= Emissions Reduction Market System =

The Emissions Reduction Market System (ERMS) is a regulatory plan designed to curb emissions of volatile organic material (VOM) in Illinois. The ERMS operates under the principles of a cap and trade market system.
==Application and management==
The ERMS applies only to stationary sources that produce over 10 tons of VOMs during a given compliance period. The compliance period lasts from the beginning of May to the end of September each year as this is the time period in which the air quality tends to be the lowest. The region managed by ERMS, referred to as a non-attainment area for its substandard ozone quality, encompasses the greater metropolitan area of Chicago. In total, the non-attainment area comprises six counties and three townships in the northeast corner of Illinois. Though the ERMS wasn't fully operational until May 2000, the majority of sources were reporting emissions on schedule by 1998.
==Creation and purpose==
The ERMS was created by the Illinois Environmental Protection Agency (IEPA) in response to the Clean Air Act Amendments of 1990. Under the amendments, the Chicago metropolitan area was mandated to reduce ozone forming VOM emissions by 9% every 3 years from 1996 until the area reached attainment. Wishing to reduce emissions without imposing the economic burdens associated with the traditional command and control approach, The IEPA created this market-based system.
==Allotment trading units==
The ERMS issues allotment trading units (ATUs) which are equivalent to an emission permit worth 200 pounds of VOM. Like most cap and trade programs, any source that exceeds its permitted emissions faces monetary penalties. Unlike similar programs, however, ATUs that go unused in a given season can be held by the emitter for a total of 2 years. The program also contains a failsafe for emitters called the Alternative Compliance Market Account (ACMA). This account exists as a seller of last resort in the event of an emitter being unable to purchase the required amount of ATUs on the open market. It has had minimal use in the 11 years of ERMS activity. Generally, the ERMS is considered a relatively small trading scheme. In the 2010 season, 234 sources participated in the system while 53 transactions were completed and 8740 ATUs were traded.

==Results==
The first seasons of operation saw the average ATU price drop from $75.87 to $18.75, or 25% of their initial value. Since then, the price has fluctuated modestly and ended at $20.10 in 2010. Furthermore, 58, 834 ATUs expired without use. This accounts for 58.6% of the total ATUs allotted in 2010. These figures point to an inherent lack of scarcity in the system. While numerous reasons have been put forth, they generally point to inflated baseline emissions and subsequent over-allotment.

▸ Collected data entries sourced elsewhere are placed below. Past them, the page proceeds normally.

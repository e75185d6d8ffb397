//! Header vocabulary of the resumable upload draft (interop version 4).
//!
//! Booleans are structured-field booleans (`?0` / `?1`), offsets are
//! structured-field integers. Parsing is strict: a malformed value is a
//! client error, never a silently ignored header.

use axum::http::{HeaderMap, HeaderName, HeaderValue, header};
use thiserror::Error;

pub const UPLOAD_DRAFT_INTEROP_VERSION: HeaderName =
    HeaderName::from_static("upload-draft-interop-version");
pub const UPLOAD_OFFSET: HeaderName = HeaderName::from_static("upload-offset");
pub const UPLOAD_COMPLETE: HeaderName = HeaderName::from_static("upload-complete");

/// Interop versions this server speaks.
pub const SUPPORTED_INTEROP_VERSIONS: [&str; 1] = ["4"];

/// Informational status announcing a resumable upload resource.
pub const UPLOAD_RESUMPTION_SUPPORTED: u16 = 104;

/// Largest integer a structured field may carry (15 digits).
const MAX_SF_INTEGER_DIGITS: usize = 15;

#[derive(Debug, Error, PartialEq, Eq)]
pub enum ProtocolError {
    #[error("missing Upload-Draft-Interop-Version header")]
    MissingVersion,
    #[error("unsupported interop version `{0}`")]
    UnsupportedVersion(String),
    #[error("header `{0}` is not allowed on this request")]
    ForbiddenHeader(HeaderName),
    #[error("missing required header `{0}`")]
    MissingHeader(HeaderName),
    #[error("invalid value for header `{0}`")]
    InvalidHeader(HeaderName),
}

/// Check that the client speaks a supported interop version.
pub fn interop_version(headers: &HeaderMap) -> Result<&'static str, ProtocolError> {
    let raw = headers
        .get(&UPLOAD_DRAFT_INTEROP_VERSION)
        .ok_or(ProtocolError::MissingVersion)?;
    let value = raw
        .to_str()
        .map_err(|_| ProtocolError::InvalidHeader(UPLOAD_DRAFT_INTEROP_VERSION))?
        .trim();
    SUPPORTED_INTEROP_VERSIONS
        .iter()
        .find(|v| **v == value)
        .copied()
        .ok_or_else(|| ProtocolError::UnsupportedVersion(value.to_string()))
}

/// Fail on the first of `names` present in `headers`.
pub fn reject_forbidden(headers: &HeaderMap, names: &[HeaderName]) -> Result<(), ProtocolError> {
    match names.iter().find(|name| headers.contains_key(*name)) {
        Some(name) => Err(ProtocolError::ForbiddenHeader(name.clone())),
        None => Ok(()),
    }
}

/// `Upload-Complete`, if present.
pub fn upload_complete(headers: &HeaderMap) -> Result<Option<bool>, ProtocolError> {
    single(headers, &UPLOAD_COMPLETE)?
        .map(|value| parse_sf_boolean(value).ok_or(ProtocolError::InvalidHeader(UPLOAD_COMPLETE)))
        .transpose()
}

/// `Upload-Offset`, if present.
pub fn upload_offset(headers: &HeaderMap) -> Result<Option<u64>, ProtocolError> {
    single(headers, &UPLOAD_OFFSET)?
        .map(|value| parse_sf_integer(value).ok_or(ProtocolError::InvalidHeader(UPLOAD_OFFSET)))
        .transpose()
}

/// `Content-Length`, if present and well formed.
pub fn content_length(headers: &HeaderMap) -> Result<Option<u64>, ProtocolError> {
    single(headers, &header::CONTENT_LENGTH)?
        .map(|value| {
            value
                .parse::<u64>()
                .map_err(|_| ProtocolError::InvalidHeader(header::CONTENT_LENGTH))
        })
        .transpose()
}

pub fn sf_boolean(value: bool) -> HeaderValue {
    HeaderValue::from_static(if value { "?1" } else { "?0" })
}

pub fn sf_integer(value: u64) -> HeaderValue {
    HeaderValue::from(value)
}

/// The trimmed value of a header that may appear at most once.
fn single<'a>(headers: &'a HeaderMap, name: &HeaderName) -> Result<Option<&'a str>, ProtocolError> {
    let mut values = headers.get_all(name).iter();
    let Some(first) = values.next() else {
        return Ok(None);
    };
    if values.next().is_some() {
        return Err(ProtocolError::InvalidHeader(name.clone()));
    }
    first
        .to_str()
        .map(|v| Some(v.trim()))
        .map_err(|_| ProtocolError::InvalidHeader(name.clone()))
}

fn parse_sf_boolean(value: &str) -> Option<bool> {
    match value {
        "?1" => Some(true),
        "?0" => Some(false),
        _ => None,
    }
}

fn parse_sf_integer(value: &str) -> Option<u64> {
    if value.is_empty()
        || value.len() > MAX_SF_INTEGER_DIGITS
        || !value.bytes().all(|b| b.is_ascii_digit())
    {
        return None;
    }
    value.parse().ok()
}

Ultimately, even if the ERMS cannot be considered an outright success, it provides a wealth of information for those wishing to emulate the plan. Representatives from the region of Tuscany, Italy and Santiago, Chile had been inquiring about the program as far back as 2004. Furthermore, the European Union Emissions Trading Scheme has been plagued by similar outcomes. Still, supporters argue that reduction targets were met and in a much less costly manner than what would have occurred under command and control methods.